8 Wenn etwa bezüglich ihrer sportlichen Obsession gesagt wird, durch „ihre [körperliche] Schönheit und ihre Anmut unterschieden sie sichtbar und unübersehbar“ (S. 201), ist damit zwar die aristokratische Selbstsicht wiedergegeben. Die Darstellung sollte hier allerdings größere Distanz wahren. Denn ob ein Boxer tatsächlich durch seine Schönheit hervorstach, mag dahingestellt sein. Ebenso verhält es sich mit der Aussage, dass der Wettbewerb allein um symbolische Preise bei den panhellenischen Spielen „andere Völker irritierte, ja alarmierte“ (S. 202). Sie beruht einzig auf einer Passage Herodots, wo er die Verwunderung darüber einem Perser in den Mund legt.
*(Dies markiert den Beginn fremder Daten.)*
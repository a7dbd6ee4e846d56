//! Inline style filtering.
//!
//! The exporter attaches positional and typographic declarations to nearly
//! every run of text and encodes bold/italic as span styles instead of
//! `<b>`/`<i>`. Only declarations in the allowed set survive.

use regex::{Captures, Regex};
use std::collections::BTreeSet;
use std::sync::LazyLock;

/// Matches a whole `style="..."` attribute.
static RE_STYLE_ATTR: LazyLock<Regex> =
    LazyLock::new(|| Regex::new(r#"style="([^"]*)""#).unwrap());

/// Declarations permitted to stay in inline `style` attributes.
///
/// Entries are kept normalized as `property:value` (lowercase property, no
/// surrounding whitespace) and compared whole; a declaration is either kept
/// verbatim or dropped, never partially merged.
#[derive(Debug, Clone, PartialEq, Eq)]
pub struct AllowedStyles {
    declarations: BTreeSet<String>,
}

impl Default for AllowedStyles {
    fn default() -> Self {
        Self {
            declarations: ["font-style:italic", "font-weight:700"]
                .into_iter()
                .map(String::from)
                .collect(),
        }
    }
}

impl AllowedStyles {
    /// Build from `property:value` strings. Returns the first entry that is
    /// not a declaration.
    pub fn from_declarations<I, S>(declarations: I) -> Result<Self, String>
    where
        I: IntoIterator<Item = S>,
        S: AsRef<str>,
    {
        let declarations = declarations
            .into_iter()
            .map(|decl| normalize_declaration(decl.as_ref()).ok_or_else(|| decl.as_ref().to_owned()))
            .collect::<Result<_, _>>()?;
        Ok(Self { declarations })
    }

    #[cfg(test)]
    pub fn contains(&self, declaration: &str) -> bool {
        normalize_declaration(declaration).is_some_and(|decl| self.declarations.contains(&decl))
    }

    pub fn iter(&self) -> impl Iterator<Item = &str> {
        self.declarations.iter().map(String::as_str)
    }
}

/// Normalize `" Font-Weight : 700 "` to `"font-weight:700"`.
fn normalize_declaration(declaration: &str) -> Option<String> {
    let (property, value) = declaration.split_once(':')?;
    let property = property.trim().to_ascii_lowercase();
    let value = value.trim();
    if property.is_empty() || value.is_empty() {
        return None;
    }
    Some(format!("{property}:{value}"))
}

/// Rewrite every `style` attribute down to its allowed declarations.
///
/// An attribute with nothing left is removed entirely; the whitespace that
/// preceded it stays, leaving e.g. `<span >` for the span pass to collapse.
pub fn clean_styles(html: &str, allowed: &AllowedStyles) -> String {
    RE_STYLE_ATTR
        .replace_all(html, |caps: &Captures<'_>| {
            let kept: Vec<String> = caps[1]
                .split(';')
                .filter_map(normalize_declaration)
                .filter(|decl| allowed.declarations.contains(decl))
                .collect();
            if kept.is_empty() {
                String::new()
            } else {
                format!(r#"style="{}""#, kept.join(";"))
            }
        })
        .into_owned()
}
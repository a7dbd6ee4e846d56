//! The `inspect` command: list archive entries and classify them.

use crate::{archive::Archive, attachment::detect_content_type, config::Config, log};
use anyhow::{Context, Result};
use std::{fs, path::Path};

/// One listed entry.
#[derive(Debug, Clone, PartialEq, Eq)]
pub struct EntryReport {
    pub name: String,
    pub size: usize,
    pub content_type: &'static str,
    pub is_document: bool,
}

/// Read the archive at `path`, log its entries and return them.
///
/// Classification errors are returned after the listing has been logged.
pub fn inspect_archive(path: &Path, config: &Config) -> Result<Vec<EntryReport>> {
    let raw =
        fs::read(path).with_context(|| format!("Failed to read archive `{}`", path.display()))?;
    let archive = Archive::read(&raw)?;
    if archive.is_empty() {
        log!("inspect"; "archive has no file entries");
    }

    let suffix = &config.archive.html_suffix;
    let document = archive.find_html_entry(suffix).map(|entry| entry.name.clone());

    let reports: Vec<_> = archive
        .entries()
        .iter()
        .map(|entry| EntryReport {
            name: entry.name.clone(),
            size: entry.bytes.len(),
            content_type: detect_content_type(&entry.name, &entry.bytes),
            is_document: document.as_ref().is_ok_and(|doc| *doc == entry.name),
        })
        .collect();

    for report in &reports {
        let marker = if report.is_document { " [document]" } else { "" };
        log!("inspect"; "{} ({}, {} bytes){}", report.name, report.content_type, report.size, marker);
    }
    log!("inspect"; "{} entries", archive.len());

    document?;
    Ok(reports)
}
//! Shared quick-xml plumbing for the markup passes.

use quick_xml::{Reader, Writer, events::BytesStart};
use std::borrow::Cow;
use std::io::Cursor;

pub type XmlWriter = Writer<Cursor<Vec<u8>>>;

/// Reader configured for html exports: no text trimming, no well-formedness
/// checks (void elements never close, end names are not matched).
#[inline]
pub fn create_xml_reader(content: &[u8]) -> Reader<&[u8]> {
    let mut reader = Reader::from_reader(content);
    reader.config_mut().trim_text(false);
    reader.config_mut().enable_all_checks(false);
    reader
}

#[inline]
pub fn create_xml_writer(capacity: usize) -> XmlWriter {
    Writer::new(Cursor::new(Vec::with_capacity(capacity)))
}

/// Lowercased element name.
#[inline]
pub fn tag_name(elem: &BytesStart<'_>) -> Vec<u8> {
    elem.name().as_ref().to_ascii_lowercase()
}

/// Rebuild an element keeping only the attributes `filter` returns a value for.
///
/// Attribute keys are passed lowercased; values stay in their raw (escaped)
/// form, and attribute order is preserved.
pub fn filter_elem<F>(elem: &BytesStart<'_>, mut filter: F) -> BytesStart<'static>
where
    F: FnMut(&[u8], Cow<'_, [u8]>) -> Option<Cow<'static, [u8]>>,
{
    let tag = String::from_utf8_lossy(&tag_name(elem)).into_owned();
    let attrs: Vec<_> = elem
        .html_attributes()
        .flatten()
        .filter_map(|attr| {
            let key = attr.key.as_ref().to_ascii_lowercase();
            let value = filter(&key, attr.value)?;
            Some((key, value))
        })
        .collect();

    let mut new_elem = BytesStart::new(tag);
    for (k, v) in attrs {
        new_elem.push_attribute((k.as_slice(), v.as_ref()));
    }
    new_elem
}
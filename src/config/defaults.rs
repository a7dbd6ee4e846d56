//! Default values for configuration fields.
//!
//! These functions are used by serde for default deserialization.

pub fn r#true() -> bool {
    true
}

pub fn r#false() -> bool {
    false
}

// ============================================================================
// [archive] Section Defaults
// ============================================================================

pub mod archive {
    pub fn html_suffix() -> String {
        crate::archive::DEFAULT_HTML_SUFFIX.into()
    }
}

// ============================================================================
// [style] Section Defaults
// ============================================================================

pub mod style {
    use std::path::PathBuf;

    pub fn allowed() -> Vec<String> {
        vec!["font-style:italic".into(), "font-weight:700".into()]
    }

    pub fn stylesheet() -> Option<PathBuf> {
        None
    }
}

// ============================================================================
// [output] Section Defaults
// ============================================================================

pub mod output {
    use std::path::PathBuf;

    pub fn dir() -> PathBuf {
        "out".into()
    }
}
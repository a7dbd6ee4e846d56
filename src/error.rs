//! Fatal pipeline errors.
//!
//! Every variant terminates a conversion run. Cleanup passes never fail, so
//! they have no variant here.

use thiserror::Error;

/// Errors raised while converting an export archive into an email body.
#[derive(Debug, Error)]
pub enum PipelineError {
    #[error("corrupt archive: {0}")]
    CorruptArchive(#[from] ArchiveError),

    #[error("archive does not contain an html document")]
    NoHtmlEntry,

    #[error("multiple html documents in export, not supported (`{first}`, `{second}`)")]
    MultipleHtmlEntries { first: String, second: String },

    #[error("failed inlining styles: {0}")]
    Inlining(String),
}

/// Reasons an archive could not be decoded.
#[derive(Debug, Error)]
pub enum ArchiveError {
    #[error("not a readable zip container")]
    Container(#[source] zip::result::ZipError),

    #[error("failed to open entry #{index}")]
    Open {
        index: usize,
        #[source]
        source: zip::result::ZipError,
    },

    #[error("failed to decompress `{name}`")]
    Read {
        name: String,
        #[source]
        source: std::io::Error,
    },

    #[error("duplicate entry name `{0}`")]
    DuplicateName(String),
}

impl PipelineError {
    /// Short category label used by the CLI when reporting a failed run.
    pub const fn category(&self) -> &'static str {
        match self {
            Self::CorruptArchive(_) => "corrupt-archive",
            Self::NoHtmlEntry => "no-html-entry",
            Self::MultipleHtmlEntries { .. } => "multiple-html-entries",
            Self::Inlining(_) => "inlining",
        }
    }
}
//! Converter configuration management for `docs2email.toml`.
//!
//! # Sections
//!
//! | Section     | Purpose                                          |
//! |-------------|--------------------------------------------------|
//! | `[archive]` | How the document entry is recognized             |
//! | `[style]`   | Allowed inline styles and the style rule set     |
//! | `[output]`  | Where `convert` writes, minify, manifest         |
//!
//! # Example
//!
//! ```toml
//! [archive]
//! html_suffix = ".html"
//!
//! [style]
//! allowed = ["font-style:italic", "font-weight:700"]
//! stylesheet = "~/mail/newsletter.css"
//!
//! [output]
//! dir = "out"
//! minify = false
//! manifest = true
//! ```
//!
//! The file is optional; every field has a default.

mod archive;
pub mod defaults;
mod error;
mod output;
mod style;

use archive::ArchiveConfig;
use error::ConfigError;
use output::OutputConfig;
use style::StyleConfig;

use crate::clean::AllowedStyles;
use crate::cli::{Cli, Commands};
use crate::inline::StyleRuleSet;
use crate::pipeline::PipelineOptions;
use anyhow::{Context, Result, bail};
use educe::Educe;
use serde::{Deserialize, Serialize};
use std::{
    fs,
    path::{Path, PathBuf},
};

// ============================================================================
// Root Configuration
// ============================================================================

/// Root configuration structure representing docs2email.toml
#[derive(Debug, Clone, Educe, Serialize, Deserialize)]
#[educe(Default)]
#[serde(deny_unknown_fields)]
pub struct Config {
    /// Absolute path to the config file (set after loading)
    #[serde(skip)]
    pub config_path: PathBuf,

    /// Document entry recognition
    #[serde(default)]
    pub archive: ArchiveConfig,

    /// Style filter and inliner inputs
    #[serde(default)]
    pub style: StyleConfig,

    /// Output settings for `convert`
    #[serde(default)]
    pub output: OutputConfig,
}

impl Config {
    /// Parse configuration from TOML string
    pub fn from_str(content: &str) -> Result<Self> {
        let config: Config = toml::from_str(content).map_err(ConfigError::Toml)?;
        Ok(config)
    }

    /// Load configuration from file path
    pub fn from_path(path: &Path) -> Result<Self> {
        let content =
            fs::read_to_string(path).map_err(|err| ConfigError::Io(path.to_path_buf(), err))?;
        Self::from_str(&content)
    }

    /// Update configuration with CLI arguments
    pub fn update_with_cli(&mut self, cli: &Cli) {
        self.config_path = Self::normalize_path(&cli.config);

        if let Commands::Convert { output, minify, .. } = &cli.command {
            Self::update_option(&mut self.output.dir, output.as_ref());
            Self::update_option(&mut self.output.minify, minify.as_ref());
        }

        self.output.dir = Self::expand_path(&self.output.dir);
        self.style.stylesheet = self.style.stylesheet.as_deref().map(Self::expand_path);
    }

    /// Update config option if CLI value is provided
    fn update_option<T: Clone>(config_option: &mut T, cli_option: Option<&T>) {
        if let Some(option) = cli_option {
            *config_option = option.clone();
        }
    }

    /// Tilde-expand a path and make it absolute
    fn expand_path(path: &Path) -> PathBuf {
        let expanded = PathBuf::from(shellexpand::tilde(&path.to_string_lossy()).into_owned());
        Self::normalize_path(&expanded)
    }

    /// Normalize a path to absolute, using canonicalize if the path exists
    fn normalize_path(path: &Path) -> PathBuf {
        path.canonicalize().unwrap_or_else(|_| {
            // For non-existent paths, manually make them absolute
            if path.is_absolute() {
                path.to_path_buf()
            } else {
                std::env::current_dir()
                    .map(|cwd| cwd.join(path))
                    .unwrap_or_else(|_| path.to_path_buf())
            }
        })
    }

    /// Validate configuration values
    pub fn validate(&self) -> Result<()> {
        if !self.archive.html_suffix.starts_with('.') {
            bail!(ConfigError::Validation(
                "[archive.html_suffix] must start with `.`".into()
            ));
        }

        if let Err(entry) = AllowedStyles::from_declarations(&self.style.allowed) {
            bail!(ConfigError::Validation(format!(
                "[style.allowed] entry `{entry}` must look like `property:value`"
            )));
        }

        match &self.style.stylesheet {
            Some(path) if !path.exists() => {
                bail!(ConfigError::Validation(
                    "[style.stylesheet] not found".into()
                ))
            }
            Some(path) if !path.is_file() => {
                bail!(ConfigError::Validation(
                    "[style.stylesheet] is not a file".into()
                ))
            }
            _ => {}
        }

        Ok(())
    }

    /// Build the constant pipeline inputs: rule set, allowed styles, suffix.
    pub fn pipeline_options(&self) -> Result<PipelineOptions> {
        let rules = match &self.style.stylesheet {
            Some(path) => {
                let css = fs::read_to_string(path)
                    .map_err(|err| ConfigError::Io(path.clone(), err))?;
                StyleRuleSet::parse(&css)
                    .with_context(|| format!("invalid stylesheet `{}`", path.display()))?
            }
            None => StyleRuleSet::builtin().context("invalid built-in stylesheet")?,
        };

        let allowed_styles = AllowedStyles::from_declarations(&self.style.allowed)
            .map_err(|entry| ConfigError::Validation(format!("[style.allowed] `{entry}`")))?;

        Ok(PipelineOptions {
            rules,
            allowed_styles,
            html_suffix: self.archive.html_suffix.clone(),
        })
    }
}

// ============================================================================
// Tests
// ============================================================================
9 Die Beispielauswahl, die nicht erläutert wird, hat hier einen einengenden Blick zur Folge. Unbeachtet bleiben Personen wie Pittakos – von Aristoteles später zwar als Aisymnet bezeichnet, von seinem Standes- und Zeitgenossen Alkaios allerdings als Tyrann beschimpft (Alk. 348 LP) – oder Solon, der sich vehement gegen die Bezeichnung „Tyrann“ zur Wehr setzte (Sol. 32 W). Eine Reflexion über das Wort „Tyrann“, das hier als Fremdzuschreibung für einen Standesgenossen, der sich im Konkurrenzkampf durchgesetzt hat, erscheint, wäre da dringend geboten gewesen. Allzu pauschale Äußerungen über die Tyrannen jedenfalls, wie: „ebensowenig […] übernahmen sie die Rolle von Gesetzgebern und Verfassungsstiftern, die zukunftsweisende Entwürfe zur umfassenden Neugestaltung ihrer jeweiligen Polis ins Werk gesetzt hätten“ (S. 253), stehen somit auf wackeligem Grund. Zumal sich da fragen lässt, wie dies zur Beschreibung der Phylenreform des Kleisthenes in Sikyon wenige Seiten später passt, die „eine einheitliche Neukonstituierung der gesamten Bürgerschaft“ (S. 260) und damit eine Begrenzung innerer Konflikte zum Ziel gehabt hätte. Schließlich wird beim Blick auf Mytilene und Pittakos dann auch die deklarierte Gemeinsamkeit, wonach für die Machtergreifung der Tyrannen „Gruppen adliger Verschwörer“ (S. 252) entscheidend gewesen seien, der Demos hingegen nicht, fraglich, war es doch hier der Demos, wie Alkaios verbittert feststellt, der Pittakos eingesetzt hatte (Alk. 348 LP).
10 Die gebotenen „Hinweise zu Quellen“ (S. 285) beschränken sich allein auf Inschriften.